JOSEPH BIDEN: I'm now the fourth United States President to preside over American troop presence in Afghanistan. I will not pass this responsibility onto a fifth.

DAN RICHARDS: For Watson senior fellow Stephen Kinzer, this moment couldn't have come soon enough. Stephen's written and reported on US military intervention under eight presidents by my count. And on this episode, I talked with him about what this withdrawal might mean for Afghanistan and what it might mean for the US. Because as Stephen puts it, this withdrawal brings up questions that are way bigger than any one conflict or country.

STEPHEN KINZER: We need now at this moment when the balance of power in the world is changing to recognize that the dominance the United States enjoyed for much of the 20th century, is not going to return the question is can we adapt to a world that we don't dominate?

DAN RICHARDS: We explore this shifting balance of global power and look at what a 21st century non-interventionist US foreign policy might look like. But we started back in Afghanistan. Steven explain to me how getting out of that country might not be as simple as President Biden made it seem. Hear Stephen.

STEPHEN KINZER: The United States doesn't have much experience withdrawing from countries. We don't end wars, we really don't have any background in doing this. In the old days when we first set out to create an overseas empire, the early imperialists like Theodore Roosevelt and Henry Cabot Lodge used to say that the American flag should never be pulled down any place where it is once flown.

Now we're pulling down the flag, and we're not quite sure how to do that. So, are we going to pull all American soldiers and military personnel out of Afghanistan? It seems yes. Are we going to pull all the contractors out? Maybe. Are we then going to allow Afghan factions and Afghan groups to work out their own fate without our interference? I doubt that. Will we establish essentially Afghan military bases in countries around Afghanistan so that-- although we don't have troops in country we're still trying to guide the country's future by military means? We don't know.

It's such a new experience for us. And although there will be bumps in the road, I still think in the long run it may prove to be quite positive as the last time we did this proved positive. And that was of course, in Vietnam. There was a horror of the idea that the Americans would give up and just allow the local peasants to have defeated us. But what happened? There was a period of fierce repression after we left and many of the people that collaborated with us suffered or were killed.

But then a new generation took over, and things evolved. Vietnam is now a very vibrant country and it's actually a partner of the United States. I could see the same thing happening in Afghanistan, as long as the United States is willing to carry out its commitment and make a withdrawal a true withdrawal.

DAN RICHARDS: But I guess I wonder, then given the uncertainty of all this, why is Biden making this announcement right now? Like what are the politics behind this type of proclamation?

STEPHEN KINZER: Well, you're absolutely right to use the word politics, this is all political. I think there was always a sense that America would stay in Afghanistan until we won. Nobody knew what it meant to win, but until we achieved our goals. And we never figured out what our goals were, that kept changing. The idea that the United States should stay in Afghanistan until we have some kind of a triumph was like the emperor that had no clothes.
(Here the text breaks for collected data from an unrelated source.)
use serde::{Deserialize, Serialize};
use serde_json::{Map, Value};

fn default_room_type() -> String {
    "living_room".to_string()
}

const fn default_floor() -> i64 {
    1
}

const fn default_room_width() -> f64 {
    17.0
}

const fn default_room_height() -> f64 {
    11.0
}

const fn default_use_ai() -> bool {
    true
}

#[derive(Debug, Deserialize)]
pub struct PredictRequest {
    #[serde(default)]
    pub items: Vec<Value>,
    #[serde(default = "default_room_type")]
    pub room_type: String,
    #[serde(default)]
    pub floor_data: Option<Value>,
}

#[derive(Debug, Deserialize)]
pub struct RecommendationsRequest {
    #[serde(default = "default_floor")]
    pub floor: i64,
}

#[derive(Debug, Deserialize)]
pub struct AutoPlaceRequest {
    #[serde(default = "default_room_width")]
    pub room_width: f64,
    #[serde(default = "default_room_height")]
    pub room_height: f64,
    #[serde(default = "default_use_ai")]
    pub use_ai: bool,
}

#[derive(Debug, Clone, Serialize)]
pub struct Recommendation {
    pub name: &'static str,
    pub category: &'static str,
}

/// One placed furniture item. Coordinates are meters from the room origin;
/// anything else the engine reports rides along untouched.
#[derive(Debug, Clone, Serialize, Deserialize)]
pub struct Placement {
    pub name: String,
    pub x: f64,
    pub y: f64,
    #[serde(flatten)]
    pub extra: Map<String, Value>,
}

/// What a layout engine hands back for an auto-place run.
#[derive(Debug, Clone, Serialize, Deserialize)]
pub struct LayoutOutcome {
    #[serde(default)]
    pub model_used: bool,
    #[serde(default)]
    pub data: Vec<Placement>,
    #[serde(flatten)]
    pub extra: Map<String, Value>,
}

/// Upstream reply for a batch prediction.
#[derive(Debug, Clone, Deserialize)]
pub struct PredictReply {
    #[serde(default)]
    pub data: Vec<Value>,
    #[serde(default)]
    pub model_used: bool,
}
Somebody had to say this is never going to happen. And I think Biden made a political calculation that he could get away with this, and actually I think he has. There's been a lot of pushback, but not enough to change his mind. Biden also felt he needed to get this done quickly. There's no point in putting it off and trying to do it in your second or third year, if you want to get it done, get it done this.

This Afghanistan project was a bleeding wound, but nobody could stop it. Obama wanted to stop it too, but he never managed to. The same thing was true of Trump. So I take my hat off to Biden, and he was finally able to say, actually if I stop the war there's enough latent frustration and impatience with the war despite all the public statements, so that's staying forever that I'll be able to get away with. And it looks like that was a correct calculation.
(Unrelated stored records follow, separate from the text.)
use axum::{Json, http::StatusCode, response::IntoResponse};
use serde::Serialize;
use sqlx::Error as SqlxError;
use thiserror::Error as ThisError;
use tracing::error;

#[derive(Debug, ThisError)]
pub enum ApiError {
    #[error("{0}")]
    Validation(String),

    #[error("{0}")]
    NotFound(String),

    #[error("Invalid credentials")]
    Unauthorized,

    #[error("Database error: {0}")]
    Database(#[from] SqlxError),

    #[error("Layout service error: {0}")]
    Upstream(#[from] reqwest::Error),

    #[error("JSON error: {0}")]
    Json(#[from] serde_json::Error),

    #[error("IO error: {0}")]
    Io(#[from] std::io::Error),

    #[error("Upload error: {0}")]
    Multipart(#[from] axum::extract::multipart::MultipartError),
}

impl ApiError {
    pub fn validation(msg: impl Into<String>) -> Self {
        Self::Validation(msg.into())
    }

    pub fn not_found(msg: impl Into<String>) -> Self {
        Self::NotFound(msg.into())
    }
}

impl IntoResponse for ApiError {
    fn into_response(self) -> axum::response::Response {
        let (status, message) = match &self {
            ApiError::Validation(msg) => (StatusCode::BAD_REQUEST, msg.clone()),
            ApiError::NotFound(msg) => (StatusCode::NOT_FOUND, msg.clone()),
            ApiError::Unauthorized => (StatusCode::UNAUTHORIZED, self.to_string()),
            ApiError::Multipart(e) => (StatusCode::BAD_REQUEST, e.to_string()),
            ApiError::Database(e) => {
                error!(error = %e, "database error");
                (StatusCode::INTERNAL_SERVER_ERROR, self.to_string())
            }
            ApiError::Upstream(e) => {
                error!(error = %e, "layout service request failed");
                (StatusCode::INTERNAL_SERVER_ERROR, self.to_string())
            }
            ApiError::Json(e) => {
                error!(error = %e, "serialization failure");
                (StatusCode::INTERNAL_SERVER_ERROR, self.to_string())
            }
            ApiError::Io(e) => {
                error!(error = %e, "io failure");
                (StatusCode::INTERNAL_SERVER_ERROR, self.to_string())
            }
        };
        (status, Json(ErrorEnvelope::new(message))).into_response()
    }
}

/// The `{status:"error", message}` body every failing endpoint returns.
#[derive(Serialize)]
pub struct ErrorEnvelope {
    pub status: &'static str,
    pub message: String,
}

impl ErrorEnvelope {
    pub fn new(message: String) -> Self {
        Self {
            status: "error",
            message,
        }
    }
}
DAN RICHARDS: And you bring up President Obama and President Trump. And something that I thought was particularly interesting was that this idea of we need to be removing ourselves from Afghanistan was one of the few policy items that Biden carried over from the Trump administration. You know at least rhetorically this was the kind of thing Trump was saying during his whole presidency as well.

Is there more of a bipartisan understanding that we need to get out of these types of entanglements? Are like, what does that say about this type of activity that both presidents were advocating for this?

STEPHEN KINZER: Well, first of all both presidents had a lot of pushback. The Republicans didn't like it when Trump said he was going to pull out of Afghanistan, but they accepted it because they supported him. Now the Democrats feel the same way, many of them really were committed to this, and have been making these rock speech as for years about how we're going to stay there until Afghanistan has accepted all the ideas of gender relations that we have in America. Some other new goal that we wanted to achieve.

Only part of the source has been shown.